• What to do: Go through the listing and copy every line word for word.

Start of Data records

// Asthra front-end semantic analysis: type descriptors, symbol tables and
// the analyzer passes, plus the source-to-typed-AST pipeline entry the
// driver calls.

use std::collections::HashMap;

use asthra_ast::{NodeId, Program};
use asthra_diagnostics::{Diagnostic, Severity};
use asthra_parser::Parser;

pub mod symbols;
pub mod types;

mod analyzer;
pub use analyzer::Analyzer;
pub use symbols::{global_alias_registry, ModuleAliasRegistry, ScopeStack, Symbol, SymbolKind};
pub use types::{TypeId, TypeKind, TypeTable};

/// Driver-supplied analysis configuration.
#[derive(Debug, Clone)]
pub struct AnalyzerOptions {
    pub max_errors: usize,
    /// Pre-populated module aliases (alias, module path).
    pub module_aliases: Vec<(String, String)>,
}

impl Default for AnalyzerOptions {
    fn default() -> Self {
        Self {
            max_errors: asthra_diagnostics::DEFAULT_MAX_ERRORS,
            module_aliases: Vec::new(),
        }
    }
}

/// Parsed-and-analyzed compilation unit: the AST, the unit's type table,
/// resolved types for every typed expression, and the diagnostic list in
/// source order.
#[derive(Debug)]
pub struct AnalyzedProgram {
    pub program: Program,
    pub types: TypeTable,
    pub expr_types: HashMap<NodeId, TypeId>,
    pub diagnostics: Vec<Diagnostic>,
}

impl AnalyzedProgram {
    /// The unit failed iff any error-level diagnostic was recorded;
    /// warnings do not fail a unit.
    pub fn success(&self) -> bool {
        !self
            .diagnostics
            .iter()
            .any(|d| d.severity == Severity::Error)
    }

    pub fn exit_status(&self) -> i32 {
        if self.success() {
            0
        } else {
            1
        }
    }

    pub fn type_of(&self, id: NodeId) -> Option<TypeId> {
        self.expr_types.get(&id).copied()
    }
}

/// Run the whole front-end pipeline over one source buffer:
/// lex → parse (with recovery) → analyze. User errors land in the
/// diagnostic list; Err is reserved for driver-fatal conditions.
pub fn analyze_source(
    source: &str,
    file_name: &str,
    options: AnalyzerOptions,
) -> anyhow::Result<AnalyzedProgram> {
    let mut parser = Parser::new(source, file_name);
    let (program, mut diagnostics) = parser.parse_with_recovery();

    let mut analyzer = Analyzer::new(source, file_name, options.max_errors);
    for (alias, module) in &options.module_aliases {
        analyzer.aliases.register(alias, module);
    }
    analyzer.analyze(&program);

    diagnostics.extend(analyzer.diagnostics.into_diagnostics());

    Ok(AnalyzedProgram {
        program,
        types: analyzer.types,
        expr_types: analyzer.expr_types,
        diagnostics,
    })
}

#[cfg(test)]
mod tests {
    use super::*;

    #[test]
    fn test_pipeline_clean_unit() {
        let source = "pub fn main(none) -> void { let x: i32 = 0; return (); }";
        let analyzed = analyze_source(source, "main.asthra", AnalyzerOptions::default()).unwrap();

        assert!(analyzed.success(), "diagnostics: {:?}", analyzed.diagnostics);
        assert_eq!(analyzed.exit_status(), 0);
    }

    #[test]
    fn test_pipeline_reports_type_mismatch() {
        let source = "pub fn main(none) -> void { let x: i32 = \"nope\"; return (); }";
        let analyzed = analyze_source(source, "main.asthra", AnalyzerOptions::default()).unwrap();

        assert!(!analyzed.success());
        assert_eq!(analyzed.exit_status(), 1);
        assert!(analyzed
            .diagnostics
            .iter()
            .any(|d| d.code == asthra_diagnostics::error_codes::TYPE_MISMATCH));
    }

    #[test]
    fn test_prepopulated_aliases_reach_the_shared_table() {
        let options = AnalyzerOptions {
            module_aliases: vec![("io".to_string(), "stdlib/io".to_string())],
            ..Default::default()
        };
        let analyzed =
            analyze_source("pub fn main(none) -> void { return (); }", "m.asthra", options)
                .unwrap();
        assert!(analyzed.success());

        // Aliases land in the process-wide registry shared across units
        assert_eq!(
            global_alias_registry().resolve("io").as_deref(),
            Some("stdlib/io")
        );
    }
}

End of Data records

• The answer:
// Asthra front-end semantic analysis: type descriptors, symbol tables and
// the analyzer passes, plus the source-to-typed-AST pipeline entry the
// driver calls.

use std::collections::HashMap;

use asthra_ast::{NodeId, Program};
use asthra_diagnostics::{Diagnostic, Severity};
use asthra_parser::Parser;

pub mod symbols;
pub mod types;

mod analyzer;
pub use analyzer::Analyzer;
pub use symbols::{global_alias_registry, ModuleAliasRegistry, ScopeStack, Symbol, SymbolKind};
pub use types::{TypeId, TypeKind, TypeTable};

/// Driver-supplied analysis configuration.
#[derive(Debug, Clone)]
pub struct AnalyzerOptions {
    pub max_errors: usize,
    /// Pre-populated module aliases (alias, module path).
    pub module_aliases: Vec<(String, String)>,
}

impl Default for AnalyzerOptions {
    fn default() -> Self {
        Self {
            max_errors: asthra_diagnostics::DEFAULT_MAX_ERRORS,
            module_aliases: Vec::new(),
        }
    }
}

/// Parsed-and-analyzed compilation unit: the AST, the unit's type table,
/// resolved types for every typed expression, and the diagnostic list in
/// source order.
#[derive(Debug)]
pub struct AnalyzedProgram {
    pub program: Program,
    pub types: TypeTable,
    pub expr_types: HashMap<NodeId, TypeId>,
    pub diagnostics: Vec<Diagnostic>,
}

impl AnalyzedProgram {
    /// The unit failed iff any error-level diagnostic was recorded;
    /// warnings do not fail a unit.
    pub fn success(&self) -> bool {
        !self
            .diagnostics
            .iter()
            .any(|d| d.severity == Severity::Error)
    }

    pub fn exit_status(&self) -> i32 {
        if self.success() {
            0
        } else {
            1
        }
    }

    pub fn type_of(&self, id: NodeId) -> Option<TypeId> {
        self.expr_types.get(&id).copied()
    }
}

/// Run the whole front-end pipeline over one source buffer:
/// lex → parse (with recovery) → analyze. User errors land in the
/// diagnostic list; Err is reserved for driver-fatal conditions.
pub fn analyze_source(
    source: &str,
    file_name: &str,
    options: AnalyzerOptions,
) -> anyhow::Result<AnalyzedProgram> {
    let mut parser = Parser::new(source, file_name);
    let (program, mut diagnostics) = parser.parse_with_recovery();

    let mut analyzer = Analyzer::new(source, file_name, options.max_errors);
    for (alias, module) in &options.module_aliases {
        analyzer.aliases.register(alias, module);
    }
    analyzer.analyze(&program);

    diagnostics.extend(analyzer.diagnostics.into_diagnostics());

    Ok(AnalyzedProgram {
        program,
        types: analyzer.types,
        expr_types: analyzer.expr_types,
        diagnostics,
    })
}

#[cfg(test)]
mod tests {
    use super::*;

    #[test]
    fn test_pipeline_clean_unit() {
        let source = "pub fn main(none) -> void { let x: i32 = 0; return (); }";
        let analyzed = analyze_source(source, "main.asthra", AnalyzerOptions::default()).unwrap();

        assert!(analyzed.success(), "diagnostics: {:?}", analyzed.diagnostics);
        assert_eq!(analyzed.exit_status(), 0);
    }

    #[test]
    fn test_pipeline_reports_type_mismatch() {
        let source = "pub fn main(none) -> void { let x: i32 = \"nope\"; return (); }";
        let analyzed = analyze_source(source, "main.asthra", AnalyzerOptions::default()).unwrap();

        assert!(!analyzed.success());
        assert_eq!(analyzed.exit_status(), 1);
        assert!(analyzed
            .diagnostics
            .iter()
            .any(|d| d.code == asthra_diagnostics::error_codes::TYPE_MISMATCH));
    }

    #[test]
    fn test_prepopulated_aliases_reach_the_shared_table() {
        let options = AnalyzerOptions {
            module_aliases: vec![("io".to_string(), "stdlib/io".to_string())],
            ..Default::default()
        };
        let analyzed =
            analyze_source("pub fn main(none) -> void { return (); }", "m.asthra", options)
                .unwrap();
        assert!(analyzed.success());

        // Aliases land in the process-wide registry shared across units
        assert_eq!(
            global_alias_registry().resolve("io").as_deref(),
            Some("stdlib/io")
        );
    }
}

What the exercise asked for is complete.